Pain becomes purpose for UN Women MBA scholarship winner

1 December 2022
Recipient aims to help vulnerable women and children
Leadership is an opportunity to support vulnerable and at-risk women for Martha Vasquez, the latest recipient of the University of Sydney Business School UN Women Australia MBA scholarship, whose focus is informed by her own experiences of both discrimination and depression.

Martha Vasquez

Vasquez has been awarded the UN Women Australia MBA scholarship, which funds the study of the University of Sydney Business School’s part-time MBA. The scholarship aims to promote gender equality at the most senior levels of the nation's public, corporate and not-for-profit sectors, and is worth over $60,000.

Right after high school, Vasquez entered the nursing profession, specialising in midwifery and then child and family health as she gradually worked her way up from enrolled nurse to chief executive officer.

Her current role is Executive General Manager of Operations at Growing Potential, where she manages six childcare centres and an early intervention and disability support service for children 0-14 years across Western Sydney. Vasquez also volunteers on the Board at Leichardt Women’s Community Health Centre, which provides a unique model of community-based healthcare to women and children across the inner west and southwest suburbs of Sydney.

A constant in her shifting roles is a passion for helping the most vulnerable and at-risk in the community, inspired by her childhood and later experiences.

Martha was awarded her Master of Advanced Nursing (Nurse Management) in 2019.

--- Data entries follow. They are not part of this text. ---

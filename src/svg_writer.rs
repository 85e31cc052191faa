//! SVG export of a layout snapshot
//!
//! Anchors are drawn as coloured circles, edges as lines and notes as red
//! circles sized by importance. Simulation coordinates are shifted by the
//! layout margin so anchors on the hexagon are not clipped.

use std::fs;
use std::path::Path;

use askama::Template;

use crate::io::{IoError, IoResult, Writer};
use crate::notes::{DEFAULT_MARGIN, NoteLayout};
use crate::snapshot::LayoutSnapshot;
use crate::vector::Vector2D;

/// One colour per hexagon anchor
pub const ANCHOR_COLORS: [&str; 6] = [
    "#FF6B6B", "#4ECDC4", "#45B7D1", "#96CEB4", "#FFEAA7", "#DDA0DD",
];

/// Fill for note circles
pub const NOTE_COLOR: &str = "red";

/// Stroke for edges
pub const EDGE_COLOR: &str = "purple";

/// Geometry used when drawing a snapshot
#[derive(Debug, Clone, Copy, PartialEq)]
pub struct RenderOptions {
    /// Width and height of the drawing
    pub side_length: f64,
    /// Offset added to every simulation coordinate
    pub margin: f64,
    pub anchor_radius: f64,
    /// Radius of a note with importance 1
    pub note_radius: f64,
    pub edge_width: f64,
}

impl Default for RenderOptions {
    fn default() -> Self {
        Self {
            side_length: 400.0,
            margin: DEFAULT_MARGIN,
            anchor_radius: 6.0,
            note_radius: 3.0,
            edge_width: 3.0,
        }
    }
}

impl RenderOptions {
    /// Options matching a layout's bounding box and margin
    pub fn for_layout(layout: &NoteLayout) -> Self {
        Self {
            side_length: layout.side_length(),
            margin: layout.margin(),
            ..Default::default()
        }
    }
}

struct Circle {
    cx: String,
    cy: String,
    r: String,
    fill: String,
    label: String,
}

struct Line {
    x1: String,
    y1: String,
    x2: String,
    y2: String,
}

#[derive(Template)]
#[template(path = "layout.svg")]
struct LayoutTemplate<'a> {
    size: String,
    anchors: Vec<Circle>,
    edges: Vec<Line>,
    notes: Vec<Circle>,
    edge_color: &'a str,
    edge_width: String,
}

fn coord(value: f64) -> String {
    format!("{value:.2}")
}

/// Renders snapshots as standalone SVG documents
#[derive(Debug, Clone)]
pub struct SvgWriter {
    options: RenderOptions,
}

impl SvgWriter {
    pub fn new(options: RenderOptions) -> Self {
        Self { options }
    }

    fn shift(&self, position: Vector2D) -> (String, String) {
        (
            coord(position.x + self.options.margin),
            coord(position.y + self.options.margin),
        )
    }

    /// Render a snapshot to an SVG string
    pub fn render(&self, snapshot: &LayoutSnapshot) -> IoResult<String> {
        let anchors = snapshot
            .anchor_positions()
            .into_iter()
            .flatten()
            .enumerate()
            .map(|(i, position)| {
                let (cx, cy) = self.shift(position);
                Circle {
                    cx,
                    cy,
                    r: coord(self.options.anchor_radius),
                    fill: ANCHOR_COLORS[i % ANCHOR_COLORS.len()].to_string(),
                    label: format!("anchor {i}"),
                }
            })
            .collect();

        let edges = snapshot
            .edge_segments()
            .map(|(from, to)| {
                let (x1, y1) = self.shift(from);
                let (x2, y2) = self.shift(to);
                Line { x1, y1, x2, y2 }
            })
            .collect();

        let notes = snapshot
            .notes()
            .map(|note| {
                let (cx, cy) = self.shift(note.position);
                Circle {
                    cx,
                    cy,
                    r: coord(self.options.note_radius * note.importance),
                    fill: NOTE_COLOR.to_string(),
                    label: note.label.to_string(),
                }
            })
            .collect();

        let template = LayoutTemplate {
            size: coord(self.options.side_length),
            anchors,
            edges,
            notes,
            edge_color: EDGE_COLOR,
            edge_width: coord(self.options.edge_width),
        };
        template.render().map_err(|e| IoError::Write(e.to_string()))
    }
}

impl Writer for SvgWriter {
    fn write(&self, snapshot: &LayoutSnapshot, output: &Path) -> IoResult<()> {
        let svg = self.render(snapshot)?;
        if let Some(parent) = output.parent().filter(|p| !p.as_os_str().is_empty()) {
            fs::create_dir_all(parent)?;
        }
        fs::write(output, svg)?;
        Ok(())
    }

    fn format_id(&self) -> &str {
        "svg"
    }
}
//! notegraph - force-directed layout of notes around a hexagon of anchors.
//!
//! A [`Graph`] of vertices and weighted edges is relaxed by a [`Simulation`]:
//! each step accumulates spring and repulsion forces from a [`ForceModel`],
//! moves the free vertices, and cools the temperature until every vertex
//! settles. [`NoteLayout`] builds the note graph (center, six anchors, notes
//! pulled toward anchors by weight) and readers/writers in [`io`] load note
//! sets and export snapshots.

pub mod config;
pub mod driver;
pub mod edge;
pub mod error;
pub mod forces;
pub mod formats;
pub mod graph;
pub mod io;
pub mod notes;
pub mod observer;
pub mod simulation;
pub mod snapshot;
pub mod svg_writer;
pub mod vector;
pub mod vertex;

pub use config::SimulationConfig;
pub use edge::Edge;
pub use error::{LayoutError, LayoutResult};
pub use forces::ForceModel;
pub use graph::Graph;
pub use notes::{NoteDescriptor, NoteLayout, NoteSet};
pub use simulation::{Simulation, SimulationStatus, StepReport};
pub use snapshot::LayoutSnapshot;
pub use vector::Vector2D;
pub use vertex::{Vertex, VertexId, VertexKind};
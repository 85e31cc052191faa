//! Weighted edges between arena vertices

use serde::{Deserialize, Serialize};

use crate::error::{LayoutError, LayoutResult};
use crate::vector::Vector2D;
use crate::vertex::{Vertex, VertexId};

/// A directed edge `start -> end` with a positive weight
#[derive(Debug, Clone, Copy, PartialEq, Serialize, Deserialize)]
pub struct Edge {
    pub start: VertexId,
    pub end: VertexId,
    pub weight: f64,
}

impl Edge {
    /// Create an edge, rejecting non-positive or non-finite weights and self-loops
    pub fn new(start: VertexId, end: VertexId, weight: f64) -> LayoutResult<Self> {
        if !(weight.is_finite() && weight > 0.0) {
            return Err(LayoutError::EdgeWeight(weight));
        }
        if start == end {
            return Err(LayoutError::SelfLoop(start.index()));
        }
        Ok(Self { start, end, weight })
    }

    /// Whether this edge joins `a` and `b` in either direction
    pub fn connects(&self, a: VertexId, b: VertexId) -> bool {
        (self.start == a && self.end == b) || (self.start == b && self.end == a)
    }

    /// Current Euclidean length, looked up in `vertices`
    pub fn length(&self, vertices: &[Vertex]) -> f64 {
        Vector2D::distance(
            vertices[self.start.index()].position,
            vertices[self.end.index()].position,
        )
    }
}
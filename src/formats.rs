//! YAML/JSON note readers and the JSON snapshot writer

use std::fs;
use std::path::Path;

use crate::io::{IoError, IoResult, Reader, Writer, read_structured};
use crate::notes::NoteSet;
use crate::snapshot::LayoutSnapshot;

/// Reads note sets from YAML files
///
/// ```yaml
/// bbox_side_length: 400
/// notes:
///   - label: A
///     importance: 1
///     pull_weights: [0.5, 0, 0.5, 0, 0, 0]
/// ```
#[derive(Debug, Default)]
pub struct YamlReader;

impl YamlReader {
    pub fn new() -> Self {
        Self
    }
}

impl Reader for YamlReader {
    fn read(&self, input: &Path) -> IoResult<NoteSet> {
        let text = fs::read_to_string(input)?;
        serde_yaml::from_str(&text).map_err(|e| IoError::Parse(format!("{}: {e}", input.display())))
    }

    fn supported_extensions(&self) -> &[&str] {
        &["yaml", "yml"]
    }
}

/// Reads note sets from JSON files with the same shape as [`YamlReader`]
#[derive(Debug, Default)]
pub struct JsonReader;

impl JsonReader {
    pub fn new() -> Self {
        Self
    }
}

impl Reader for JsonReader {
    fn read(&self, input: &Path) -> IoResult<NoteSet> {
        read_structured(input)
    }

    fn supported_extensions(&self) -> &[&str] {
        &["json"]
    }
}

/// Writes a snapshot as pretty-printed JSON
#[derive(Debug, Default)]
pub struct JsonWriter;

impl JsonWriter {
    pub fn new() -> Self {
        Self
    }
}

impl Writer for JsonWriter {
    fn write(&self, snapshot: &LayoutSnapshot, output: &Path) -> IoResult<()> {
        let json =
            serde_json::to_string_pretty(snapshot).map_err(|e| IoError::Write(e.to_string()))?;
        if let Some(parent) = output.parent().filter(|p| !p.as_os_str().is_empty()) {
            fs::create_dir_all(parent)?;
        }
        fs::write(output, json)?;
        Ok(())
    }

    fn format_id(&self) -> &str {
        "json"
    }
}

#[cfg(test)]
mod tests {
    use super::*;
    use crate::config::SimulationConfig;
    use crate::notes::NoteLayout;
    use crate::vector::Vector2D;

    #[test]
    fn yaml_reader_parses_note_set() {
        let dir = tempfile::tempdir().unwrap();
        let path = dir.path().join("notes.yml");
        fs::write(
            &path,
            "bbox_side_length: 300\nnotes:\n  - label: A\n    pull_weights: [0.5, 0, 0.5, 0, 0, 0]\n",
        )
        .unwrap();

        let set = YamlReader::new().read(&path).unwrap();
        assert_eq!(set.bbox_side_length, Some(300.0));
        assert_eq!(set.notes.len(), 1);
        assert_eq!(set.notes[0].label, "A");
        assert_eq!(set.notes[0].importance, 1.0);
    }

    #[test]
    fn json_reader_parses_note_set() {
        let dir = tempfile::tempdir().unwrap();
        let path = dir.path().join("notes.json");
        fs::write(
            &path,
            r#"{"notes":[{"label":"Z","importance":2.5,"pull_weights":[0,0,0,0,0,1]}]}"#,
        )
        .unwrap();

        let set = JsonReader::new().read(&path).unwrap();
        assert_eq!(set.bbox_side_length, None);
        assert_eq!(set.notes[0].importance, 2.5);
        assert_eq!(set.notes[0].pull_weights[5], 1.0);
    }

    #[test]
    fn reader_reports_wrong_weight_count_as_parse_error() {
        let dir = tempfile::tempdir().unwrap();
        let path = dir.path().join("notes.yaml");
        fs::write(&path, "notes:\n  - label: A\n    pull_weights: [1, 0]\n").unwrap();

        assert!(matches!(
            YamlReader::new().read(&path),
            Err(IoError::Parse(_))
        ));
    }

    #[test]
    fn json_writer_creates_parent_dirs_and_keeps_positions() {
        let layout = NoteLayout::new(200.0).unwrap();
        let notes = vec![crate::notes::NoteDescriptor::new(
            "A",
            1.0,
            [0.5, 0.0, 0.5, 0.0, 0.0, 0.0],
        )];
        let sim = layout
            .simulation(&notes, SimulationConfig::default(), 3)
            .unwrap();
        let snapshot = sim.snapshot();

        let dir = tempfile::tempdir().unwrap();
        let path = dir.path().join("nested").join("layout.json");
        JsonWriter::new().write(&snapshot, &path).unwrap();

        let back: LayoutSnapshot =
            serde_json::from_str(&fs::read_to_string(&path).unwrap()).unwrap();
        assert_eq!(back.step, 0);
        assert_eq!(back.edges, snapshot.edges);
        assert_eq!(back.vertices.len(), snapshot.vertices.len());
        for (read, written) in back.vertices.iter().zip(&snapshot.vertices) {
            assert_eq!(read.kind, written.kind);
            assert!(Vector2D::distance(read.position, written.position) < 1e-9);
        }
    }
}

“As the daughter of ‘new Australians’, I was always ‘othered’. My food was weird, we didn’t have a fancy house and I didn’t eat vegemite sandwiches at lunch. I felt this throughout my early life and it meant I was always desperate to fit in. This pain turned into the passion of hard work which then gave me my purpose – my purpose was high achievement,” Vasquez said.

“When I had my first daughter at 27, I was diagnosed with anxiety and postnatal depression. Even though I was already a midwife as well as a child and family health nurse, I had set the bar so high for myself that it was impossible to meet my own standards. I had tremendous guilt and shame around the depression because of my role and so I didn’t seek help for a long time.”

Vasquez eventually did seek help, and also found comfort in the words of the late US civil rights leader and congressman Elijah Cummings: that our pain becomes our passion, and our passion becomes our purpose.

This was a dark time for me, but this pain turned into a passion to continue working with vulnerable women and families, and the purpose to make the lives of women and families better, even if it is in my small corner of the earth.
Martha Vasquez

“I feel this purpose strongly and always aim to live it in my personal and professional life.”

The mother-of-three aims to use her education to increase her own level of influence within the healthcare and social assistance sector.

“Over the course of my career I’ve seen shifts in healthcare and nursing, to the point that public hospitals really run with a business focus now. I need to understand those changing dynamics if I’m to contribute in a meaningful way,” Vasquez said.

“It’s important for women to have a voice in every area, and it’s great for me to have an impact at this level to help improve the lives of families, women and children.”

The University of Sydney Business School is committed to the UN’s Principles for Responsible Management Education (PRME).